Polymorphisms of the proinflammatory and immunoregulatory cytokines, tumor necrosis factor-α (TNF-α) and lymphotoxin-α (LTA), have been shown to affect their production and be associated with Crohn’s disease. However, the actual alleles associated with the disease are variable among populations. The aim of this study was to test whether TNF-α and LTA polymorphisms were associated with Crohn’s disease risk in Korean samples. Genotyping for five TNF-α promoter polymorphisms (−1031, −863, −857, −308, and −238) and two LTA polymorphisms (intron 1 and Thr60Asn) were performed on 289 Korean patients with Crohn’s disease and 399 unrelated healthy controls. Carriers of an individual polymorphism of TNF-α at −857T, showed statistically significant association with Crohn’s disease (adjusted OR = 1.64, 95% CI = 1.11–2.41, P = 0.013).

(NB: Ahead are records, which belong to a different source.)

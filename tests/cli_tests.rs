//! Driver-level tests: command parsing, exit codes, and emitted files.

use std::path::PathBuf;

use clap::Parser;
use tempfile::TempDir;

use basil::cli::{execute, Cli, EXIT_ERROR};

fn write_file(dir: &TempDir, name: &str, contents: &str) -> PathBuf {
    let path = dir.path().join(name);
    std::fs::write(&path, contents).unwrap();
    path
}

const GOOD: &str = "\
func @main() -> i64 {
entry:
  %p = alloca 8
  store i64, %p, 42
  %v = load i64, %p
  ret 0
}
";

const BROKEN: &str = "\
func @main() -> i64 {
entry:
  %v = frobnicate 1, 2
  ret 0
}
";

fn run_cli(args: &[&str]) -> u8 {
    execute(Cli::parse_from(args))
}

#[test]
fn il_verify_accepts_good_module() {
    let dir = TempDir::new().unwrap();
    let file = write_file(&dir, "good.il", GOOD);
    assert_eq!(run_cli(&["ilc", "il-verify", file.to_str().unwrap()]), 0);
}

#[test]
fn il_verify_rejects_parse_errors() {
    let dir = TempDir::new().unwrap();
    let file = write_file(&dir, "bad.il", BROKEN);
    assert_eq!(
        run_cli(&["ilc", "il-verify", file.to_str().unwrap()]),
        EXIT_ERROR
    );
}

#[test]
fn il_dis_round_trips_to_stdout() {
    let dir = TempDir::new().unwrap();
    let file = write_file(&dir, "good.il", GOOD);
    assert_eq!(run_cli(&["ilc", "il-dis", file.to_str().unwrap()]), 0);
}

#[test]
fn run_executes_module() {
    let dir = TempDir::new().unwrap();
    let file = write_file(&dir, "good.il", GOOD);
    assert_eq!(run_cli(&["ilc", "run", file.to_str().unwrap()]), 0);
}

#[test]
fn run_returns_main_value_as_exit_code() {
    let dir = TempDir::new().unwrap();
    let file = write_file(
        &dir,
        "seven.il",
        "func @main() -> i64 {\nentry:\n  ret 7\n}\n",
    );
    assert_eq!(run_cli(&["ilc", "run", file.to_str().unwrap()]), 7);
}

#[test]
fn run_reports_traps_with_error_exit() {
    let dir = TempDir::new().unwrap();
    let file = write_file(
        &dir,
        "trap.il",
        "func @main() -> i64 {\nentry:\n  %d = sdiv 1, 0\n  ret %d\n}\n",
    );
    assert_eq!(
        run_cli(&["ilc", "run", file.to_str().unwrap()]),
        EXIT_ERROR
    );
}

#[test]
fn il_opt_writes_optimized_output() {
    let dir = TempDir::new().unwrap();
    let input = write_file(&dir, "in.il", GOOD);
    let output = dir.path().join("out.il");
    let code = run_cli(&[
        "ilc",
        "il-opt",
        input.to_str().unwrap(),
        "-o",
        output.to_str().unwrap(),
        "--mem2reg-stats",
        "--verify-each",
    ]);
    assert_eq!(code, 0);
    let text = std::fs::read_to_string(&output).unwrap();
    assert!(!text.contains("alloca"), "got:\n{text}");
}

#[test]
fn il_opt_honors_pass_overrides() {
    let dir = TempDir::new().unwrap();
    let input = write_file(&dir, "in.il", GOOD);
    let output = dir.path().join("out.il");
    let code = run_cli(&[
        "ilc",
        "il-opt",
        input.to_str().unwrap(),
        "-o",
        output.to_str().unwrap(),
        "--passes",
        "constfold,dce",
    ]);
    assert_eq!(code, 0);
    // Without mem2reg the slot survives; dce keeps the observable store.
    let text = std::fs::read_to_string(&output).unwrap();
    assert!(text.contains("alloca"), "got:\n{text}");
}

#[test]
fn il_opt_no_mem2reg_drops_promotion() {
    let dir = TempDir::new().unwrap();
    let input = write_file(&dir, "in.il", GOOD);
    let output = dir.path().join("out.il");
    let code = run_cli(&[
        "ilc",
        "il-opt",
        input.to_str().unwrap(),
        "-o",
        output.to_str().unwrap(),
        "--no-mem2reg",
    ]);
    assert_eq!(code, 0);
    let text = std::fs::read_to_string(&output).unwrap();
    assert!(text.contains("alloca"), "got:\n{text}");
}

#[test]
fn il_opt_rejects_unknown_pass_names() {
    let dir = TempDir::new().unwrap();
    let input = write_file(&dir, "in.il", GOOD);
    let output = dir.path().join("out.il");
    let code = run_cli(&[
        "ilc",
        "il-opt",
        input.to_str().unwrap(),
        "-o",
        output.to_str().unwrap(),
        "--passes",
        "vectorize",
    ]);
    assert_eq!(code, EXIT_ERROR);
}

#[test]
fn front_without_linked_frontend_fails_cleanly() {
    let dir = TempDir::new().unwrap();
    let file = write_file(&dir, "prog.bas", "PRINT 1\n");
    let code = run_cli(&[
        "ilc",
        "front",
        "basic",
        "--run",
        file.to_str().unwrap(),
    ]);
    assert_eq!(code, EXIT_ERROR);
}

#[test]
fn run_with_breakpoint_exits_ten() {
    let dir = TempDir::new().unwrap();
    let file = write_file(&dir, "bp.il", GOOD);
    let code = run_cli(&[
        "ilc",
        "run",
        file.to_str().unwrap(),
        "--break",
        "entry",
    ]);
    assert_eq!(code, 10);
}

#[test]
fn debug_script_file_drives_resumption() {
    let dir = TempDir::new().unwrap();
    let file = write_file(&dir, "bp.il", GOOD);
    let script = write_file(&dir, "cmds.txt", "continue\n");
    let code = run_cli(&[
        "ilc",
        "run",
        file.to_str().unwrap(),
        "--break",
        "entry",
        "--debug-cmds",
        script.to_str().unwrap(),
    ]);
    assert_eq!(code, 0);
}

Following haplotype analysis, carriers of the haplotype consisted of the −1031C, −863A, and −857C alleles showed statistically significant association with Crohn’s disease (adjusted OR = 1.54, 95% CI = 1.02–2.32, P = 0.040). Significantly reduced frequencies were seen for the carriers of the LTA Thr60Asn polymorphism in patients (OR = 0.62; 95% CI = 0.42–0.93, P = 0.019), suggesting a protective effect on Crohn’s disease. Our data support the hypothesis that the TNF-α/LTA genotypes play an important role in the pathogenesis of Crohn’s disease in Koreans.